Brief:
In the data that follows, how many lines include the string "FlowTable"? Answer with the number alone.

⟨

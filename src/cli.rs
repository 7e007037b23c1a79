use anyhow::Result;
use clap::{Parser, Subcommand};
use std::path::PathBuf;

use flowguard::capture::CaptureMethod;
use flowguard::config::Config;
use flowguard::Sensor;

#[derive(Parser)]
#[command(name = "flowguard")]
#[command(author, version, about = "real-time network intrusion detection sensor")]
#[command(propagate_version = true)]
pub struct Cli {
    /// Path to configuration file
    #[arg(short, long, global = true)]
    pub config: Option<PathBuf>,

    /// Enable debug logging
    #[arg(short, long, global = true)]
    pub debug: bool,

    #[command(subcommand)]
    pub command: Commands,
}

#[derive(Subcommand)]
pub enum Commands {
    /// Capture live traffic and classify it
    Run {
        /// Interface to capture on (default: first usable device)
        #[arg(short, long)]
        interface: Option<String>,

        /// Mirror the snapshot to this JSON file
        #[arg(short, long)]
        snapshot: Option<PathBuf>,
    },

    /// Replay a pcap file through the full pipeline
    Replay {
        /// Pcap file to replay
        file: PathBuf,

        /// Mirror the snapshot to this JSON file
        #[arg(short, long)]
        snapshot: Option<PathBuf>,
    },

    /// Print the effective configuration as TOML
    PrintConfig,
}

pub async fn run_command(cli: Cli) -> Result<()> {
    let mut config = match &cli.config {
        Some(path) => Config::load(path)?,
        None => Config::load_or_default()?,
    };

    match cli.command {
        Commands::Run {
            interface,
            snapshot,
        } => {
            config.capture.method = CaptureMethod::Live;
            if interface.is_some() {
                config.capture.interface = interface;
            }
            if snapshot.is_some() {
                config.general.snapshot_file = snapshot;
            }
            Sensor::new(config).run().await
        }

        Commands::Replay { file, snapshot } => {
            config.capture.method = CaptureMethod::File;
            config.capture.pcap_file = Some(file.display().to_string());
            if snapshot.is_some() {
                config.general.snapshot_file = snapshot;
            }
            Sensor::new(config).run().await
        }

        Commands::PrintConfig => {
            println!("{}", toml::to_string_pretty(&config)?);
            Ok(())
        }
    }
}
//! Fixed-schema flow feature extraction
//!
//! Produces the CICIDS2017-style statistical vector a trained model
//! expects. The output order follows a schema of feature names so the
//! vector lines up with the scaler and weight matrix it was trained
//! against; names the extractor does not know resolve to 0.0.

use std::collections::HashMap;
use std::path::Path;
use std::time::Duration;

use anyhow::{Context, Result};
use serde::{Deserialize, Serialize};

use crate::core::Flow;

/// Canonical feature names in extraction order
pub const FEATURE_NAMES: &[&str] = &[
    "Destination Port",
    "Flow Duration",
    "Total Fwd Packets",
    "Total Backward Packets",
    "Total Length of Fwd Packets",
    "Total Length of Bwd Packets",
    "Fwd Packet Length Max",
    "Fwd Packet Length Min",
    "Fwd Packet Length Mean",
    "Fwd Packet Length Std",
    "Bwd Packet Length Max",
    "Bwd Packet Length Min",
    "Bwd Packet Length Mean",
    "Bwd Packet Length Std",
    "Flow Bytes/s",
    "Flow Packets/s",
    "Flow IAT Mean",
    "Flow IAT Std",
    "Flow IAT Max",
    "Flow IAT Min",
    "Fwd IAT Total",
    "Fwd IAT Mean",
    "Fwd IAT Std",
    "Fwd IAT Max",
    "Fwd IAT Min",
    "Bwd IAT Total",
    "Bwd IAT Mean",
    "Bwd IAT Std",
    "Bwd IAT Max",
    "Bwd IAT Min",
    "Fwd SYN Flag Count",
    "Fwd PSH Flag Count",
    "Fwd ACK Flag Count",
    "Fwd URG Flag Count",
    "Fwd FIN Flag Count",
    "Bwd PSH Flag Count",
    "Bwd ACK Flag Count",
    "Bwd URG Flag Count",
    "Bwd FIN Flag Count",
    "Bwd SYN Flag Count",
    "Bwd RST Flag Count",
    "Bwd ECE Flag Count",
    "Length Flag Count",
    "Packet Length Max",
    "Packet Length Min",
    "Packet Length Mean",
    "Packet Length Std",
    "Packet Length Var",
    "ACK Flag Count",
    "URG Flag Count",
    "CWE Flag Count",
    "ECE Flag Count",
    "Down/Up Ratio",
    "Fwd Bytes/Bulk Avg",
    "Fwd Packets/Bulk Avg",
    "Fwd Bulk Rate Avg",
    "Bwd Bytes/Bulk Avg",
    "Bwd Packets/Bulk Avg",
    "Bwd Bulk Rate Avg",
    "Subflow Fwd Packets",
    "Subflow Fwd Bytes",
    "Subflow Bwd Packets",
    "Subflow Bwd Bytes",
    "Init_Win_bytes_fwd",
    "Init_Win_bytes_bwd",
    "act_data_fwd_len",
    "min_seg_size_fwd",
    "Inbound",
];

/// Ordered list of feature names the model was trained against
#[derive(Debug, Clone, Serialize, Deserialize)]
pub struct FeatureSchema {
    pub names: Vec<String>,
}

impl Default for FeatureSchema {
    fn default() -> Self {
        Self {
            names: FEATURE_NAMES.iter().map(|s| s.to_string()).collect(),
        }
    }
}

impl FeatureSchema {
    /// Load a JSON array of feature names
    pub fn load(path: &Path) -> Result<Self> {
        let raw = std::fs::read_to_string(path)
            .with_context(|| format!("reading feature schema {}", path.display()))?;
        let names: Vec<String> = serde_json::from_str(&raw)
            .with_context(|| format!("parsing feature schema {}", path.display()))?;
        Ok(Self { names })
    }

    pub fn len(&self) -> usize {
        self.names.len()
    }

    pub fn is_empty(&self) -> bool {
        self.names.is_empty()
    }
}

fn mean(vals: &[f64]) -> f64 {
    if vals.is_empty() {
        0.0
    } else {
        vals.iter().sum::<f64>() / vals.len() as f64
    }
}

fn variance(vals: &[f64]) -> f64 {
    if vals.is_empty() {
        return 0.0;
    }
    let m = mean(vals);
    vals.iter().map(|v| (v - m).powi(2)).sum::<f64>() / vals.len() as f64
}

fn std_dev(vals: &[f64]) -> f64 {
    variance(vals).sqrt()
}

fn max_of(vals: &[f64]) -> f64 {
    vals.iter().copied().fold(f64::NEG_INFINITY, f64::max).max(0.0)
}

fn min_of(vals: &[f64]) -> f64 {
    if vals.is_empty() {
        0.0
    } else {
        vals.iter().copied().fold(f64::INFINITY, f64::min)
    }
}

/// Per-direction minimum with the 9999 sentinel for an empty side
fn min_or_sentinel(vals: &[f64]) -> f64 {
    if vals.is_empty() {
        9999.0
    } else {
        vals.iter().copied().fold(f64::INFINITY, f64::min)
    }
}

fn secs(iats: &[Duration]) -> Vec<f64> {
    iats.iter().map(Duration::as_secs_f64).collect()
}

/// Compute the full named feature map for one flow.
///
/// Pure with respect to the flow: reads every field, mutates nothing.
pub fn compute(flow: &Flow) -> Vec<(&'static str, f64)> {
    let dur = flow.duration().as_secs_f64();
    let tf = flow.fwd_packets as f64;
    let tb = flow.bwd_packets as f64;
    let tp = tf + tb;

    let fwd_lens: Vec<f64> = flow.fwd_lens.iter().map(|&l| l as f64).collect();
    let bwd_lens: Vec<f64> = flow.bwd_lens.iter().map(|&l| l as f64).collect();
    let all_lens: Vec<f64> = fwd_lens.iter().chain(bwd_lens.iter()).copied().collect();

    let fwd_iat = secs(&flow.fwd_iats);
    let bwd_iat = secs(&flow.bwd_iats);
    let all_iat: Vec<f64> = fwd_iat.iter().chain(bwd_iat.iter()).copied().collect();

    let fwd_wins: Vec<f64> = flow.fwd_windows.iter().map(|&w| w as f64).collect();
    let bwd_wins: Vec<f64> = flow.bwd_windows.iter().map(|&w| w as f64).collect();
    let fwd_hdrs: Vec<f64> = flow.fwd_headers.iter().map(|&h| h as f64).collect();

    let total_bytes = (flow.fwd_bytes + flow.bwd_bytes) as f64;
    // Zero-duration flows report raw totals instead of a rate
    let bytes_per_sec = if dur > 0.0 { total_bytes / dur } else { total_bytes };
    let pkts_per_sec = if dur > 0.0 { tp / dur } else { tp };

    vec![
        ("Destination Port", f64::from(flow.dst_port)),
        ("Flow Duration", dur),
        ("Total Fwd Packets", tf),
        ("Total Backward Packets", tb),
        ("Total Length of Fwd Packets", flow.fwd_bytes as f64),
        ("Total Length of Bwd Packets", flow.bwd_bytes as f64),
        ("Fwd Packet Length Max", max_of(&fwd_lens)),
        ("Fwd Packet Length Min", min_of(&fwd_lens)),
        ("Fwd Packet Length Mean", mean(&fwd_lens)),
        ("Fwd Packet Length Std", std_dev(&fwd_lens)),
        ("Bwd Packet Length Max", max_of(&bwd_lens)),
        ("Bwd Packet Length Min", min_of(&bwd_lens)),
        ("Bwd Packet Length Mean", mean(&bwd_lens)),
        ("Bwd Packet Length Std", std_dev(&bwd_lens)),
        ("Flow Bytes/s", bytes_per_sec),
        ("Flow Packets/s", pkts_per_sec),
        ("Flow IAT Mean", mean(&all_iat)),
        ("Flow IAT Std", std_dev(&all_iat)),
        ("Flow IAT Max", max_of(&all_iat)),
        ("Flow IAT Min", min_of(&all_iat)),
        ("Fwd IAT Total", fwd_iat.iter().sum()),
        ("Fwd IAT Mean", mean(&fwd_iat)),
        ("Fwd IAT Std", std_dev(&fwd_iat)),
        ("Fwd IAT Max", max_of(&fwd_iat)),
        ("Fwd IAT Min", min_of(&fwd_iat)),
        ("Bwd IAT Total", bwd_iat.iter().sum()),
        ("Bwd IAT Mean", mean(&bwd_iat)),
        ("Bwd IAT Std", std_dev(&bwd_iat)),
        ("Bwd IAT Max", max_of(&bwd_iat)),
        ("Bwd IAT Min", min_of(&bwd_iat)),
        ("Fwd SYN Flag Count", f64::from(flow.syn_count)),
        ("Fwd PSH Flag Count", f64::from(flow.psh_count)),
        ("Fwd ACK Flag Count", f64::from(flow.ack_count)),
        ("Fwd URG Flag Count", f64::from(flow.urg_count)),
        ("Fwd FIN Flag Count", f64::from(flow.fin_count)),
        ("Bwd PSH Flag Count", 0.0),
        ("Bwd ACK Flag Count", 0.0),
        ("Bwd URG Flag Count", 0.0),
        ("Bwd FIN Flag Count", 0.0),
        ("Bwd SYN Flag Count", 0.0),
        ("Bwd RST Flag Count", f64::from(flow.rst_count)),
        ("Bwd ECE Flag Count", f64::from(flow.ece_count)),
        ("Length Flag Count", 0.0),
        ("Packet Length Max", max_of(&fwd_lens).max(max_of(&bwd_lens))),
        (
            "Packet Length Min",
            min_or_sentinel(&fwd_lens).min(min_or_sentinel(&bwd_lens)),
        ),
        ("Packet Length Mean", mean(&all_lens)),
        ("Packet Length Std", std_dev(&all_lens)),
        ("Packet Length Var", variance(&all_lens)),
        ("ACK Flag Count", f64::from(flow.ack_count)),
        ("URG Flag Count", f64::from(flow.urg_count)),
        ("CWE Flag Count", f64::from(flow.cwr_count)),
        ("ECE Flag Count", f64::from(flow.ece_count)),
        ("Down/Up Ratio", if tf > 0.0 { tb / tf } else { 0.0 }),
        // Bulk transfer metrics are not tracked; trained models expect
        // the columns, so they stay as constant zeros.
        ("Fwd Bytes/Bulk Avg", 0.0),
        ("Fwd Packets/Bulk Avg", 0.0),
        ("Fwd Bulk Rate Avg", 0.0),
        ("Bwd Bytes/Bulk Avg", 0.0),
        ("Bwd Packets/Bulk Avg", 0.0),
        ("Bwd Bulk Rate Avg", 0.0),
        ("Subflow Fwd Packets", tf),
        ("Subflow Fwd Bytes", flow.fwd_bytes as f64),
        ("Subflow Bwd Packets", tb),
        ("Subflow Bwd Bytes", flow.bwd_bytes as f64),
        ("Init_Win_bytes_fwd", mean(&fwd_wins)),
        ("Init_Win_bytes_bwd", mean(&bwd_wins)),
        (
            "act_data_fwd_len",
            (flow.fwd_bytes as f64 - mean(&fwd_hdrs) * tf).max(0.0),
        ),
        ("min_seg_size_fwd", min_of(&fwd_hdrs)),
        ("Inbound", 0.0),
    ]
}

/// Extract the feature vector in schema order.
///
/// Unknown names resolve to 0.0 and non-finite values are clamped to
/// 0.0 so a degenerate flow can never poison the scaler.
pub fn extract(flow: &Flow, schema: &FeatureSchema) -> Vec<f64> {
    let named: HashMap<&str, f64> = compute(flow).into_iter().collect();
    schema
        .names
        .iter()
        .map(|name| {
            let v = named.get(name.as_str()).copied().unwrap_or(0.0);
            if v.is_finite() { v } else { 0.0 }
        })
        .collect()
}
//! Engine wiring
//!
//! Three execution contexts: a capture thread feeding parsed packets
//! over a bounded channel, an ingest thread running the flow table and
//! rule detectors, and a tokio task driving the classification tick.
//! The packet path never blocks on classification; everything crossing
//! between them goes through bounded evict-oldest queues.

pub mod orchestrator;
pub mod snapshot;

use std::collections::VecDeque;
use std::sync::atomic::{AtomicBool, AtomicU64, Ordering};
use std::sync::Arc;
use std::time::{Duration, Instant};

use anyhow::{Context, Result};
use crossbeam_channel::{Receiver, RecvTimeoutError, Sender, TrySendError};
use parking_lot::Mutex;
use serde::{Deserialize, Serialize};
use tokio::sync::watch;
use tracing::{debug, info, warn};

use crate::capture::{PacketSource, SourceEvent};
use crate::core::PacketMeta;
use crate::detect::{DetectorConfig, RuleDetectors};
use crate::features::FeatureSchema;
use crate::flow_table::{CompletedQueue, FlowConfig, FlowTable, IngestOutcome};
use crate::model::ModelScorer;

pub use orchestrator::{EngineStats, Orchestrator, OrchestratorConfig, RuleEvent};
pub use snapshot::{
    AlertRecord, RingBuffer, Snapshot, SnapshotHandle, SnapshotPublisher, ThreatLevel,
    TrafficRecord,
};

/// Bounded multi-producer queue that drops its oldest entry when full
pub struct EventQueue<T> {
    inner: Mutex<VecDeque<T>>,
    capacity: usize,
    dropped: AtomicU64,
}

impl<T> EventQueue<T> {
    pub fn new(capacity: usize) -> Self {
        Self {
            inner: Mutex::new(VecDeque::with_capacity(capacity)),
            capacity,
            dropped: AtomicU64::new(0),
        }
    }

    pub fn push(&self, item: T) {
        let mut q = self.inner.lock();
        if q.len() >= self.capacity && q.pop_front().is_some() {
            self.dropped.fetch_add(1, Ordering::Relaxed);
        }
        q.push_back(item);
    }

    pub fn pop(&self) -> Option<T> {
        self.inner.lock().pop_front()
    }

    pub fn len(&self) -> usize {
        self.inner.lock().len()
    }

    pub fn is_empty(&self) -> bool {
        self.inner.lock().is_empty()
    }

    pub fn dropped(&self) -> u64 {
        self.dropped.load(Ordering::Relaxed)
    }
}

#[derive(Debug, Clone, Serialize, Deserialize)]
pub struct EngineConfig {
    /// Packet channel capacity between capture and ingest
    #[serde(default = "default_channel_capacity")]
    pub channel_capacity: usize,
    /// Rule-alert queue capacity
    #[serde(default = "default_rule_queue")]
    pub rule_queue_capacity: usize,
    /// Sampled-flow queue capacity
    #[serde(default = "default_sample_queue")]
    pub sample_queue_capacity: usize,
    /// Score the live flow of every Nth packet; 0 disables sampling
    #[serde(default = "default_sample_every")]
    pub sample_every: u64,
}

impl Default for EngineConfig {
    fn default() -> Self {
        Self {
            channel_capacity: default_channel_capacity(),
            rule_queue_capacity: default_rule_queue(),
            sample_queue_capacity: default_sample_queue(),
            sample_every: default_sample_every(),
        }
    }
}

fn default_channel_capacity() -> usize {
    4096
}

fn default_rule_queue() -> usize {
    512
}

fn default_sample_queue() -> usize {
    256
}

fn default_sample_every() -> u64 {
    64
}

pub struct Engine {
    config: EngineConfig,
    source: Box<dyn PacketSource>,
    table: Arc<FlowTable>,
    completed: Arc<CompletedQueue>,
    detectors: RuleDetectors,
    rule_events: Arc<EventQueue<RuleEvent>>,
    samples: Arc<EventQueue<crate::core::Flow>>,
    stats: Arc<EngineStats>,
    orchestrator: Orchestrator,
    snapshot: SnapshotHandle,
}

impl Engine {
    pub fn new(
        config: EngineConfig,
        flow_config: FlowConfig,
        detector_config: DetectorConfig,
        orchestrator_config: OrchestratorConfig,
        source: Box<dyn PacketSource>,
        scorer: Option<Arc<dyn ModelScorer>>,
        schema: FeatureSchema,
        snapshot_path: Option<std::path::PathBuf>,
    ) -> Result<Self> {
        let completed = Arc::new(CompletedQueue::new(flow_config.completed_capacity));
        let table = Arc::new(FlowTable::new(flow_config));
        let detectors = RuleDetectors::new(detector_config).context("building detectors")?;
        let rule_events = Arc::new(EventQueue::new(config.rule_queue_capacity));
        let samples = Arc::new(EventQueue::new(config.sample_queue_capacity));
        let stats = Arc::new(EngineStats::default());
        let publisher = SnapshotPublisher::new(snapshot_path);
        let snapshot = publisher.handle();

        let orchestrator = Orchestrator::new(
            orchestrator_config,
            Arc::clone(&table),
            Arc::clone(&completed),
            Arc::clone(&rule_events),
            Arc::clone(&samples),
            scorer,
            schema,
            publisher,
            Arc::clone(&stats),
        );

        Ok(Self {
            config,
            source,
            table,
            completed,
            detectors,
            rule_events,
            samples,
            stats,
            orchestrator,
            snapshot,
        })
    }

    /// Read-side handle; valid for the engine's lifetime
    pub fn snapshot_handle(&self) -> SnapshotHandle {
        self.snapshot.clone()
    }

    /// Run until the shutdown signal fires or the packet source is
    /// exhausted (file replay). Flushes every active flow and publishes
    /// one final snapshot before returning.
    pub async fn run(mut self, mut shutdown: watch::Receiver<bool>) -> Result<()> {
        info!(source = self.source.name(), "engine starting");

        let running = Arc::new(AtomicBool::new(true));
        let (pkt_tx, pkt_rx) = crossbeam_channel::bounded(self.config.channel_capacity);
        let (done_tx, mut done_rx) = watch::channel(false);

        let capture_handle = {
            let running = Arc::clone(&running);
            let source = self.source;
            std::thread::Builder::new()
                .name("flowguard-capture".to_string())
                .spawn(move || capture_loop(source, pkt_tx, running))
                .context("spawning capture thread")?
        };

        let ingest_handle = {
            let running = Arc::clone(&running);
            let ctx = IngestContext {
                table: Arc::clone(&self.table),
                completed: Arc::clone(&self.completed),
                detectors: self.detectors,
                rule_events: Arc::clone(&self.rule_events),
                samples: Arc::clone(&self.samples),
                stats: Arc::clone(&self.stats),
                sample_every: self.config.sample_every,
            };
            std::thread::Builder::new()
                .name("flowguard-ingest".to_string())
                .spawn(move || {
                    ingest_loop(ctx, pkt_rx, running);
                    let _ = done_tx.send(true);
                })
                .context("spawning ingest thread")?
        };

        let mut interval = tokio::time::interval(self.orchestrator.tick_interval());
        interval.set_missed_tick_behavior(tokio::time::MissedTickBehavior::Delay);

        loop {
            tokio::select! {
                _ = interval.tick() => {
                    self.orchestrator.tick(Instant::now());
                }
                _ = shutdown.changed() => {
                    info!("shutdown signal received");
                    break;
                }
                _ = done_rx.changed() => {
                    info!("packet source exhausted");
                    break;
                }
            }
        }

        running.store(false, Ordering::Relaxed);
        if capture_handle.join().is_err() {
            warn!("capture thread panicked");
        }
        if ingest_handle.join().is_err() {
            warn!("ingest thread panicked");
        }

        let flushed = self.table.flush_all(&self.completed);
        debug!(flushed, "active flows flushed");
        self.orchestrator.tick(Instant::now());
        self.stats.log_summary();
        Ok(())
    }
}

struct IngestContext {
    table: Arc<FlowTable>,
    completed: Arc<CompletedQueue>,
    detectors: RuleDetectors,
    rule_events: Arc<EventQueue<RuleEvent>>,
    samples: Arc<EventQueue<crate::core::Flow>>,
    stats: Arc<EngineStats>,
    sample_every: u64,
}

fn capture_loop(
    mut source: Box<dyn PacketSource>,
    tx: Sender<PacketMeta>,
    running: Arc<AtomicBool>,
) {
    let mut dropped: u64 = 0;
    while running.load(Ordering::Relaxed) {
        match source.next_event() {
            Ok(SourceEvent::Packet(pkt)) => match tx.try_send(pkt) {
                Ok(()) => {}
                Err(TrySendError::Full(_)) => {
                    dropped += 1;
                    if dropped % 1000 == 1 {
                        warn!(dropped, "packet channel full, dropping");
                    }
                }
                Err(TrySendError::Disconnected(_)) => break,
            },
            Ok(SourceEvent::Timeout) => continue,
            Ok(SourceEvent::Eof) => {
                info!("packet source reached end of stream");
                break;
            }
            Err(err) => {
                warn!(error = %err, "capture error, skipping");
            }
        }
    }
}

fn ingest_loop(mut ctx: IngestContext, rx: Receiver<PacketMeta>, running: Arc<AtomicBool>) {
    let mut seen: u64 = 0;
    loop {
        let pkt = match rx.recv_timeout(Duration::from_millis(100)) {
            Ok(pkt) => pkt,
            Err(RecvTimeoutError::Timeout) => {
                if running.load(Ordering::Relaxed) {
                    continue;
                }
                break;
            }
            Err(RecvTimeoutError::Disconnected) => break,
        };

        seen += 1;
        ctx.stats.packets.fetch_add(1, Ordering::Relaxed);

        // Detectors run first so a verdict on this packet reaches the
        // flow even when the same packet is the FIN/RST that completes it
        let alert = ctx.detectors.on_packet(&pkt);
        let (outcome, hit_flow) =
            ctx.table
                .ingest(&pkt, alert.as_ref().map(|a| a.kind), &ctx.completed);
        if outcome == IngestOutcome::Created {
            ctx.stats.flows_created.fetch_add(1, Ordering::Relaxed);
        }

        if let Some(alert) = alert {
            ctx.rule_events.push(RuleEvent { alert, flow: hit_flow });
        } else if ctx.sample_every > 0 && seen % ctx.sample_every == 0 {
            if let Some(flow) = ctx.table.snapshot_flow(&pkt) {
                if flow.rule_hit.is_none() {
                    ctx.samples.push(flow);
                }
            }
        }
    }
}
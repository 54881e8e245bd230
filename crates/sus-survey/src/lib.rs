pub mod config;
pub mod error;
pub mod survey;
pub mod telemetry;
use crate::infra::resolve_results_path;
use clap::Args;
use std::io::Write;
use std::path::PathBuf;
use std::sync::Arc;
use sus_survey::error::AppError;
use sus_survey::survey::{
    interpret, AggregateStatistics, CsvResponseRepository, QuestionStatistics, SurveyService,
};

#[derive(Args, Debug, Default)]
pub(crate) struct StatsArgs {
    /// Results file to summarise (defaults to SUS_RESULTS_PATH)
    #[arg(long)]
    pub(crate) results: Option<PathBuf>,
    /// Print the full aggregate as JSON instead of a table
    #[arg(long)]
    pub(crate) json: bool,
}

#[derive(Args, Debug, Default)]
pub(crate) struct ExportArgs {
    /// Results file to export (defaults to SUS_RESULTS_PATH)
    #[arg(long)]
    pub(crate) results: Option<PathBuf>,
    /// Destination file; writes to stdout when omitted
    #[arg(long)]
    pub(crate) out: Option<PathBuf>,
}

pub(crate) fn run_stats(args: StatsArgs) -> Result<(), AppError> {
    let StatsArgs { results, json } = args;
    let path = resolve_results_path(results)?;
    let service = SurveyService::new(Arc::new(CsvResponseRepository::new(&path)));
    let statistics = service.statistics()?;

    if json {
        let payload = serde_json::to_string_pretty(&statistics).map_err(std::io::Error::from)?;
        println!("{payload}");
    } else {
        println!("SUS results: {}", path.display());
        print!("{}", render_statistics(&statistics));
    }
    Ok(())
}

pub(crate) fn run_export(args: ExportArgs) -> Result<(), AppError> {
    let ExportArgs { results, out } = args;
    let path = resolve_results_path(results)?;
    let service = SurveyService::new(Arc::new(CsvResponseRepository::new(&path)));
    let bytes = service.export_csv()?;

    match out {
        Some(destination) => {
            std::fs::write(&destination, &bytes)?;
            println!("Exported results to {}", destination.display());
        }
        None => {
            let mut stdout = std::io::stdout().lock();
            stdout.write_all(&bytes)?;
            stdout.flush()?;
        }
    }
    Ok(())
}

pub(crate) fn render_statistics(statistics: &AggregateStatistics) -> String {
    let mut output = format!("Submissions: {}\n", statistics.submission_count);

    if let Some(average) = average_score(statistics) {
        let interpretation = interpret(average);
        output.push_str(&format!(
            "Average score: {:.1} ({}, grade {})\n",
            average,
            interpretation.rating.label(),
            interpretation.grade.letter()
        ));
    }

    output.push_str("\nQuestion  n    mean  std   mode         1    2    3    4    5\n");
    for question in &statistics.questions {
        output.push_str(&question_line(question));
        output.push('\n');
    }

    if let (Some(first), Some(last)) = (
        statistics.score_trend.first(),
        statistics.score_trend.last(),
    ) {
        output.push_str(&format!(
            "\nTrend: {} ({:.1}) to {} ({:.1})\n",
            first.date, first.score, last.date, last.score
        ));
    }

    output
}

fn question_line(question: &QuestionStatistics) -> String {
    let figure = |value: Option<f64>| match value {
        Some(value) => format!("{value:.2}"),
        None => "-".to_string(),
    };
    let mode = match question.mode.value {
        Some(value) => format!("{value} ({:.1}%)", question.mode.percent),
        None => "-".to_string(),
    };
    let counts: Vec<String> = question
        .frequency
        .iter()
        .map(|count| format!("{count:>4}"))
        .collect();

    format!(
        "{:<9} {:<4} {:<5} {:<5} {:<10} {}",
        question.label,
        question.responses,
        figure(question.mean),
        figure(question.std_dev),
        mode,
        counts.join(" ")
    )
}

fn average_score(statistics: &AggregateStatistics) -> Option<f64> {
    if statistics.score_trend.is_empty() {
        return None;
    }
    let total: f64 = statistics.score_trend.iter().map(|point| point.score).sum();
    Some(total / statistics.score_trend.len() as f64)
}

⟩

Answer area:
4